The first 2 games i played i didnt quite understand the game and was confused if the numbers counted themsleves. after a few games though i was able to complete a board without fault! :) fun game, although possibly limited play?

(i got an error when posting so sorry if i post 2!)

wouter May 9, 2007 4:34 AM

Thanks for being so kind Jay! I feel sorry there still seem to be some design-faults in the gameplay, I insist to solve them in the next days.

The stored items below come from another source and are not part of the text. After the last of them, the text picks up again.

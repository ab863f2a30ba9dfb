use std::sync::atomic::{AtomicU32, Ordering};
use std::time::{Duration, Instant, SystemTime};

/// Returns the current unix timestamp (seconds elapsed since 1970-01-01)
#[inline]
pub fn timestamp_secs() -> u64 {
    SystemTime::now()
        .duration_since(SystemTime::UNIX_EPOCH)
        .expect("Closed timelike curve, reality compromised")
        .as_secs()
}

/// Convert a centisecond count to a duration.
#[inline]
pub fn centis(count: u32) -> Duration {
    Duration::from_millis(u64::from(count) * 10)
}

/// Centiseconds elapsed between two instants, rounded down.
#[inline]
pub fn centis_between(earlier: Instant, later: Instant) -> u32 {
    let elapsed = later.saturating_duration_since(earlier);
    (elapsed.as_millis() / 10) as u32
}

static NONCE_SALT: AtomicU32 = AtomicU32::new(0x9E37_79B9);

/// Produce a session nonce. Nonces drawn in the same process are distinct
/// even within a single clock tick, so two in-process peers never present
/// the same connection magic to each other.
#[inline]
pub fn nonce() -> u32 {
    let salt = NONCE_SALT.fetch_add(0x6D2B_79F5, Ordering::Relaxed);
    let nanos = SystemTime::now()
        .duration_since(SystemTime::UNIX_EPOCH)
        .map(|d| d.subsec_nanos())
        .unwrap_or(0);
    nanos ^ salt
}
//! Bounded little-endian cursor helpers for building and parsing frame
//! payloads. All multi-byte integers on the wire are little-endian and
//! strings are NUL terminated.

use crate::error::{LinkError, LinkResult};
use byteorder::{ByteOrder, LittleEndian};

/// Writer over a fixed destination slice.
pub struct Writer<'a> {
    buf: &'a mut [u8],
    pos: usize,
}

impl<'a> Writer<'a> {
    #[inline]
    pub fn new(buf: &'a mut [u8]) -> Writer<'a> {
        Writer { buf, pos: 0 }
    }

    #[inline]
    pub fn position(&self) -> usize {
        self.pos
    }

    #[inline]
    fn ensure(&self, count: usize) -> LinkResult<()> {
        if self.buf.len() < self.pos + count {
            Err(LinkError::BufferFull)
        } else {
            Ok(())
        }
    }

    pub fn put_u8(&mut self, value: u8) -> LinkResult<()> {
        self.ensure(1)?;
        self.buf[self.pos] = value;
        self.pos += 1;
        Ok(())
    }

    pub fn put_u16(&mut self, value: u16) -> LinkResult<()> {
        self.ensure(2)?;
        LittleEndian::write_u16(&mut self.buf[self.pos..], value);
        self.pos += 2;
        Ok(())
    }

    pub fn put_u32(&mut self, value: u32) -> LinkResult<()> {
        self.ensure(4)?;
        LittleEndian::write_u32(&mut self.buf[self.pos..], value);
        self.pos += 4;
        Ok(())
    }

    /// Append a NUL terminated string.
    pub fn put_str(&mut self, value: &str) -> LinkResult<()> {
        let bytes = value.as_bytes();
        self.ensure(bytes.len() + 1)?;
        self.buf[self.pos..self.pos + bytes.len()].copy_from_slice(bytes);
        self.pos += bytes.len();
        self.buf[self.pos] = 0;
        self.pos += 1;
        Ok(())
    }
}

/// Reader over a received payload slice.
pub struct Reader<'a> {
    buf: &'a [u8],
    pos: usize,
}

impl<'a> Reader<'a> {
    #[inline]
    pub fn new(buf: &'a [u8]) -> Reader<'a> {
        Reader { buf, pos: 0 }
    }

    #[inline]
    pub fn remaining(&self) -> usize {
        self.buf.len() - self.pos
    }

    #[inline]
    fn ensure(&self, count: usize) -> LinkResult<()> {
        if self.remaining() < count {
            Err(LinkError::BufferEnd)
        } else {
            Ok(())
        }
    }

    pub fn get_u8(&mut self) -> LinkResult<u8> {
        self.ensure(1)?;
        let value = self.buf[self.pos];
        self.pos += 1;
        Ok(value)
    }

    pub fn get_u16(&mut self) -> LinkResult<u16> {
        self.ensure(2)?;
        let value = LittleEndian::read_u16(&self.buf[self.pos..]);
        self.pos += 2;
        Ok(value)
    }

    pub fn get_u32(&mut self) -> LinkResult<u32> {
        self.ensure(4)?;
        let value = LittleEndian::read_u32(&self.buf[self.pos..]);
        self.pos += 4;
        Ok(value)
    }

    /// Read up to the next NUL terminator. The terminator is consumed but
    /// not included in the result; a missing terminator ends the string at
    /// the end of the buffer.
    pub fn get_str(&mut self) -> LinkResult<&'a str> {
        let start = self.pos;
        let mut end = self.pos;
        while end < self.buf.len() && self.buf[end] != 0 {
            end += 1;
        }
        self.pos = if end < self.buf.len() { end + 1 } else { end };
        std::str::from_utf8(&self.buf[start..end]).map_err(|_| LinkError::BadParms)
    }
}
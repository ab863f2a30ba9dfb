use std::sync::atomic::{AtomicBool, Ordering};
use std::sync::Arc;

/// Snapshot of the escape configuration, captured before a blocking wait
/// and restored afterwards.
#[derive(Debug, Copy, Clone)]
pub struct EscapeConfig {
    enabled: bool,
}

/// Cooperative cancellation flag for blocking waits.
///
/// The host arms the handle (typically from a signal or key handler) with
/// `trigger`; blocking waits enable checking for the duration of the wait
/// and poll `check` between ticks. Non-blocking paths never look at it.
#[derive(Clone)]
pub struct Escape {
    inner: Arc<EscapeInner>,
}

struct EscapeInner {
    enabled: AtomicBool,
    pending: AtomicBool,
}

impl Escape {
    pub fn new() -> Escape {
        Escape {
            inner: Arc::new(EscapeInner {
                enabled: AtomicBool::new(false),
                pending: AtomicBool::new(false),
            }),
        }
    }

    /// Raise the escape condition. Takes effect at the next `check` inside
    /// an enabled scope.
    #[inline]
    pub fn trigger(&self) {
        self.inner.pending.store(true, Ordering::SeqCst);
    }

    /// Capture the current configuration.
    #[inline]
    pub fn store(&self) -> EscapeConfig {
        EscapeConfig {
            enabled: self.inner.enabled.load(Ordering::SeqCst),
        }
    }

    /// Restore a previously captured configuration.
    #[inline]
    pub fn restore(&self, config: EscapeConfig) {
        self.inner.enabled.store(config.enabled, Ordering::SeqCst);
    }

    /// Enable escape checking.
    #[inline]
    pub fn enable(&self) {
        self.inner.enabled.store(true, Ordering::SeqCst);
    }

    /// Check for an active escape condition, clearing it if consumed.
    /// Returns true only when checking is enabled and the condition was
    /// pending.
    #[inline]
    pub fn check(&self) -> bool {
        self.inner.enabled.load(Ordering::SeqCst) && self.inner.pending.swap(false, Ordering::SeqCst)
    }
}
//! Frame manipulation for the link layer: byte stuffing, CRC protection
//! and dialect detection over the raw byte transport.
//!
//! On the wire a frame is `SYN/ETB DLE STX <control|seq> [<seq-ext>]
//! <stuffed payload> DLE ETX <crc-hi> <crc-lo>`. The CRC is CCITT-16 over
//! the logical (pre-stuffing) header and payload bytes. DLE bytes inside
//! the frame are doubled; the Era dialect additionally stuffs ETX, DC1 and
//! DC3, remapping them to EOT, SPC and PNG.

use crate::error::{LinkError, LinkResult};
use crate::stats::Stats;
use crc::{Crc, CRC_16_XMODEM};
use filament::logging::{self, trace, Logger};
use std::fmt;
use std::mem;

pub(crate) const STX: u8 = 0x02;
pub(crate) const ETX: u8 = 0x03;
pub(crate) const EOT: u8 = 0x04;
pub(crate) const DLE: u8 = 0x10;
pub(crate) const DC1: u8 = 0x11;
pub(crate) const DC3: u8 = 0x13;
pub(crate) const SYN: u8 = 0x16;
pub(crate) const ETB: u8 = 0x17;
pub(crate) const SPC: u8 = 0x20;
pub(crate) const PNG: u8 = 0x21;

/// Largest payload accepted from the remote device.
pub const MAX_DATA_RX: usize = 2048;
/// Largest payload transmitted in a single frame.
pub const MAX_DATA_TX: usize = 300;

static FRAME_CRC: Crc<u16> = Crc::<u16>::new(&CRC_16_XMODEM);

/// The two wire variants, distinguished by the frame start byte.
#[derive(Debug, Copy, Clone, Eq, PartialEq)]
pub enum Dialect {
    Sibo,
    Era,
}

impl Dialect {
    /// Byte opening a frame in this dialect.
    #[inline]
    pub fn start_byte(self) -> u8 {
        match self {
            Dialect::Sibo => SYN,
            Dialect::Era => ETB,
        }
    }

    /// Modulus of the data sequence space.
    #[inline]
    pub fn seq_space(self) -> u16 {
        match self {
            Dialect::Sibo => 8,
            Dialect::Era => 2048,
        }
    }

    /// Must this byte be stuffed when transmitted.
    #[inline]
    fn stuffed(self, value: u8) -> bool {
        value == DLE || (self == Dialect::Era && (value == ETX || value == DC1 || value == DC3))
    }
}

/// A logical frame: four control bits, a sequence number and a payload.
#[derive(Clone)]
pub struct FrameData {
    pub cont: u8,
    pub seq: u16,
    size: usize,
    data: [u8; MAX_DATA_RX],
}

impl FrameData {
    pub fn new(cont: u8, seq: u16) -> FrameData {
        FrameData {
            cont,
            seq,
            size: 0,
            data: [0; MAX_DATA_RX],
        }
    }

    pub fn with_payload(cont: u8, seq: u16, payload: &[u8]) -> LinkResult<FrameData> {
        let mut frame = FrameData::new(cont, seq);
        frame.set_payload(payload)?;
        Ok(frame)
    }

    pub fn set_payload(&mut self, payload: &[u8]) -> LinkResult<()> {
        if payload.len() > MAX_DATA_RX {
            return Err(LinkError::BadParms);
        }
        self.data[..payload.len()].copy_from_slice(payload);
        self.size = payload.len();
        Ok(())
    }

    #[inline]
    pub fn payload(&self) -> &[u8] {
        &self.data[..self.size]
    }

    #[inline]
    pub fn len(&self) -> usize {
        self.size
    }

    #[inline]
    fn clear(&mut self) {
        self.cont = 0;
        self.seq = 0;
        self.size = 0;
    }

    #[inline]
    fn push(&mut self, value: u8) {
        self.data[self.size] = value;
        self.size += 1;
    }
}

impl fmt::Debug for FrameData {
    fn fmt(&self, f: &mut fmt::Formatter) -> fmt::Result {
        f.debug_struct("FrameData")
            .field("cont", &self.cont)
            .field("seq", &self.seq)
            .field("payload", &self.payload())
            .finish()
    }
}

#[derive(Debug, Copy, Clone, Eq, PartialEq)]
enum TxState {
    Idle,
    Start,
    StartDle,
    StartStx,
    Data,
    DataStuff,
    EndEtx,
    CrcHigh,
    CrcLow,
}

#[derive(Debug, Copy, Clone, Eq, PartialEq)]
enum RxState {
    Idle,
    Hunt,
    StartDle,
    StartStx,
    Data,
    DataStuff,
    CrcHigh,
    CrcLow,
}

#[derive(Debug, Copy, Clone, Eq, PartialEq)]
enum Cursor {
    ControlSeq,
    SeqExt,
    Payload,
}

/// Transmit and receive state machines for the frame layer.
pub struct FrameCodec {
    active: bool,
    dialect: Dialect,
    preamble: Vec<u8>,

    tx_state: TxState,
    tx_data: FrameData,
    tx_cursor: Cursor,
    tx_pos: usize,
    tx_preamble_pos: usize,
    tx_stuff: u8,
    tx_digest: crc::Digest<'static, u16>,
    tx_crc: u16,

    rx_state: RxState,
    rx_data: FrameData,
    rx_cursor: Cursor,
    rx_digest: crc::Digest<'static, u16>,
    rx_crc: u16,

    log: Logger,
}

impl FrameCodec {
    pub fn new<'a, L: Into<Option<&'a Logger>>>(log: L) -> FrameCodec {
        FrameCodec {
            active: false,
            dialect: Dialect::Sibo,
            preamble: Vec::new(),
            tx_state: TxState::Idle,
            tx_data: FrameData::new(0, 0),
            tx_cursor: Cursor::ControlSeq,
            tx_pos: 0,
            tx_preamble_pos: 0,
            tx_stuff: 0,
            tx_digest: FRAME_CRC.digest(),
            tx_crc: 0,
            rx_state: RxState::Hunt,
            rx_data: FrameData::new(0, 0),
            rx_cursor: Cursor::ControlSeq,
            rx_digest: FRAME_CRC.digest(),
            rx_crc: 0,
            log: logging::component(log, "frame"),
        }
    }

    /// Start the frame handler, resetting both directions.
    pub fn start(&mut self) {
        self.reset(true);
        self.active = true;
    }

    /// End the frame handler.
    pub fn end(&mut self) {
        self.active = false;
    }

    #[inline]
    pub fn active(&self) -> bool {
        self.active
    }

    #[inline]
    pub fn dialect(&self) -> Dialect {
        self.dialect
    }

    #[inline]
    pub fn set_dialect(&mut self, dialect: Dialect) {
        self.dialect = dialect;
    }

    /// Install a modem-escape preamble transmitted ahead of every frame
    /// start byte.
    pub fn set_preamble(&mut self, preamble: &[u8]) {
        self.preamble = preamble.to_vec();
    }

    /// Reset the transmitter, and with `full` also the receiver and the
    /// dialect latch.
    pub fn reset(&mut self, full: bool) {
        self.tx_state = TxState::Idle;
        self.tx_preamble_pos = 0;
        if full {
            self.rx_state = RxState::Hunt;
            self.dialect = Dialect::Sibo;
        }
    }

    /// Abort any frame in transmission and queue this one instead.
    pub fn send(&mut self, frame: &FrameData) -> LinkResult<()> {
        if !self.active {
            return Err(LinkError::NoConnect);
        }
        trace!(self.log, "frame queued";
               "context" => "send",
               "cont" => frame.cont,
               "seq" => frame.seq,
               "size" => frame.len());
        self.tx_data = frame.clone();
        self.tx_preamble_pos = 0;
        self.tx_state = TxState::Start;
        Ok(())
    }

    #[inline]
    pub fn tx_idle(&self) -> bool {
        self.tx_state == TxState::Idle
    }

    #[inline]
    pub fn tx_pending(&self) -> bool {
        self.tx_state != TxState::Idle
    }

    #[inline]
    pub fn rx_complete(&self) -> bool {
        self.rx_state == RxState::Idle
    }

    /// Take the completed received frame and rearm the receiver.
    pub fn take_rx(&mut self) -> FrameData {
        let frame = self.rx_data.clone();
        self.rx_state = RxState::Hunt;
        frame
    }

    /// Produce the next character to transmit.
    pub(crate) fn tx_byte(&mut self, stats: &mut Stats) -> u8 {
        match self.tx_state {
            TxState::Idle => 0,
            TxState::Start => {
                if self.tx_preamble_pos < self.preamble.len() {
                    let value = self.preamble[self.tx_preamble_pos];
                    self.tx_preamble_pos += 1;
                    value
                } else {
                    self.tx_state = TxState::StartDle;
                    self.dialect.start_byte()
                }
            }
            TxState::StartDle => {
                self.tx_state = TxState::StartStx;
                DLE
            }
            TxState::StartStx => {
                self.tx_digest = FRAME_CRC.digest();
                self.tx_cursor = Cursor::ControlSeq;
                self.tx_pos = 0;
                self.tx_state = TxState::Data;
                STX
            }
            TxState::Data => match self.next_logical() {
                Some(value) => {
                    self.tx_digest.update(&[value]);
                    if self.dialect.stuffed(value) {
                        self.tx_stuff = value;
                        self.tx_state = TxState::DataStuff;
                        DLE
                    } else {
                        value
                    }
                }
                None => {
                    self.tx_state = TxState::EndEtx;
                    DLE
                }
            },
            TxState::DataStuff => {
                self.tx_state = TxState::Data;
                match self.tx_stuff {
                    ETX => EOT,
                    DC1 => SPC,
                    DC3 => PNG,
                    other => other,
                }
            }
            TxState::EndEtx => {
                let digest = mem::replace(&mut self.tx_digest, FRAME_CRC.digest());
                self.tx_crc = digest.finalize();
                self.tx_state = TxState::CrcHigh;
                ETX
            }
            TxState::CrcHigh => {
                self.tx_state = TxState::CrcLow;
                (self.tx_crc >> 8) as u8
            }
            TxState::CrcLow => {
                self.tx_state = TxState::Idle;
                stats.tx_frame();
                (self.tx_crc & 0xFF) as u8
            }
        }
    }

    /// The next logical (pre-stuffing) byte of the outgoing frame, or None
    /// at the end of the payload.
    fn next_logical(&mut self) -> Option<u8> {
        match self.tx_cursor {
            Cursor::ControlSeq => {
                let mut value = (self.tx_data.cont << 4) | (self.tx_data.seq & 0x07) as u8;
                if self.tx_data.seq < 8 {
                    self.tx_cursor = Cursor::Payload;
                } else {
                    value |= 0x08;
                    self.tx_cursor = Cursor::SeqExt;
                }
                Some(value)
            }
            Cursor::SeqExt => {
                self.tx_cursor = Cursor::Payload;
                Some(((self.tx_data.seq & 0x7F8) >> 3) as u8)
            }
            Cursor::Payload => {
                if self.tx_pos < self.tx_data.len() {
                    let value = self.tx_data.payload()[self.tx_pos];
                    self.tx_pos += 1;
                    Some(value)
                } else {
                    None
                }
            }
        }
    }

    /// Update the receiver state machine with one received character.
    pub(crate) fn rx_byte(&mut self, value: u8, stats: &mut Stats) {
        match self.rx_state {
            RxState::Idle => {
                // A received frame is waiting to be processed
            }
            RxState::Hunt => match value {
                SYN => {
                    self.dialect = Dialect::Sibo;
                    self.rx_state = RxState::StartDle;
                }
                ETB => {
                    self.dialect = Dialect::Era;
                    self.rx_state = RxState::StartDle;
                }
                _ => {}
            },
            RxState::StartDle => match value {
                DLE => self.rx_state = RxState::StartStx,
                SYN => self.dialect = Dialect::Sibo,
                ETB => self.dialect = Dialect::Era,
                _ => {
                    self.rx_state = RxState::Hunt;
                    stats.rx_bad_frame();
                }
            },
            RxState::StartStx => {
                self.rx_digest = FRAME_CRC.digest();
                self.rx_data.clear();
                self.rx_cursor = Cursor::ControlSeq;
                if value == STX {
                    self.rx_state = RxState::Data;
                } else {
                    stats.rx_bad_frame();
                    match value {
                        SYN => {
                            self.dialect = Dialect::Sibo;
                            self.rx_state = RxState::StartDle;
                        }
                        ETB => {
                            self.dialect = Dialect::Era;
                            self.rx_state = RxState::StartDle;
                        }
                        _ => self.rx_state = RxState::Hunt,
                    }
                }
            }
            RxState::Data => {
                if value == DLE {
                    self.rx_state = RxState::DataStuff;
                } else if self.rx_room() {
                    self.rx_logical(value);
                } else {
                    self.rx_state = RxState::Hunt;
                    stats.rx_bad_frame();
                }
            }
            RxState::DataStuff => {
                if self.rx_cursor == Cursor::Payload && value == ETX {
                    let digest = mem::replace(&mut self.rx_digest, FRAME_CRC.digest());
                    self.rx_crc = digest.finalize();
                    self.rx_state = RxState::CrcHigh;
                } else {
                    let value = match value {
                        EOT => ETX,
                        SPC => DC1,
                        PNG => DC3,
                        other => other,
                    };
                    if self.rx_room() {
                        self.rx_logical(value);
                        self.rx_state = RxState::Data;
                    } else {
                        self.rx_state = RxState::Hunt;
                        stats.rx_bad_frame();
                    }
                }
            }
            RxState::CrcHigh => {
                if value == (self.rx_crc >> 8) as u8 {
                    self.rx_state = RxState::CrcLow;
                } else {
                    self.rx_state = RxState::Hunt;
                    stats.rx_bad_frame();
                }
            }
            RxState::CrcLow => {
                if value == (self.rx_crc & 0xFF) as u8 {
                    trace!(self.log, "frame received";
                           "context" => "rx",
                           "cont" => self.rx_data.cont,
                           "seq" => self.rx_data.seq,
                           "size" => self.rx_data.len());
                    self.rx_state = RxState::Idle;
                    stats.rx_frame();
                } else {
                    self.rx_state = RxState::Hunt;
                    stats.rx_bad_frame();
                }
            }
        }
    }

    #[inline]
    fn rx_room(&self) -> bool {
        self.rx_cursor != Cursor::Payload || self.rx_data.len() < MAX_DATA_RX
    }

    /// Process one unstuffed byte: header decode, then payload collection.
    fn rx_logical(&mut self, value: u8) {
        self.rx_digest.update(&[value]);
        match self.rx_cursor {
            Cursor::ControlSeq => {
                self.rx_data.cont = (value & 0xF0) >> 4;
                self.rx_data.seq = u16::from(value & 0x07);
                self.rx_cursor = if value & 0x08 != 0 {
                    Cursor::SeqExt
                } else {
                    Cursor::Payload
                };
            }
            Cursor::SeqExt => {
                self.rx_data.seq |= u16::from(value) << 3;
                self.rx_cursor = Cursor::Payload;
            }
            Cursor::Payload => self.rx_data.push(value),
        }
    }
}
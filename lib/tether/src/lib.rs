//! Tether bridges a desktop host to a handheld remote device over a
//! serial link. The crate implements the layered wire stack that runs on
//! top of a raw byte transport: self-delimiting CRC-protected frames, a
//! sliding-window connection engine with automatic dialect detection, a
//! channel multiplexor with fragmentation and flow control, and the
//! shared-access request layer used by every channel client.

#![allow(clippy::len_without_is_empty)]
#![allow(clippy::new_without_default)]

pub mod config;
pub mod connect;
pub mod error;
pub mod frame;
pub mod link;
pub mod mux;
pub mod share;
pub mod stats;
pub mod status;
pub mod transport;
pub mod wire;

mod registry;

pub mod prelude {
    pub use crate::config::LinkOptions;
    pub use crate::error::{LinkError, LinkResult};
    pub use crate::frame::Dialect;
    pub use crate::link::{LinkStack, LinkStatus, PrintSink, UserMode};
    pub use crate::mux::{ChannelConfig, ChannelCtx, ChannelEvent, ChannelHandler, ChannelInfo};
    pub use crate::share::{ForeHandle, SharedAccess, ShareProto};
    pub use crate::stats::Stats;
    pub use crate::status::RemoteError;
    pub use crate::transport::{ByteTransport, MemoryLink};
}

I really appreciate the feedback in the comments, funny that I never percepted the game as a checkers-board with 2 puzzles layered, you guys are pretty smart :)

Considering that there are three states which numbers can be in: not touched, golden and eliminated, I think I can bring down the rules of solving the puzzles down to these 2:
* when from a picked number, from the neighbours, the amount of "not touched + golden" = the number, you can change all not touched to golden.
* when the amount of golden neighbours is the same as the number you can eliminate all not touched

The computerprogram could use this rules to solve a puzzle with unique solution, and in case of a multiple solution it will fail. I think if I count the "tiles" the program can make golden or eliminate every step it uses the solving-algorythm, I could make a sort of difficult-rating. Nevertheless, the game can't have a difficulty-range like sudoku. The game should be designed to be easy but enjoyable I guess.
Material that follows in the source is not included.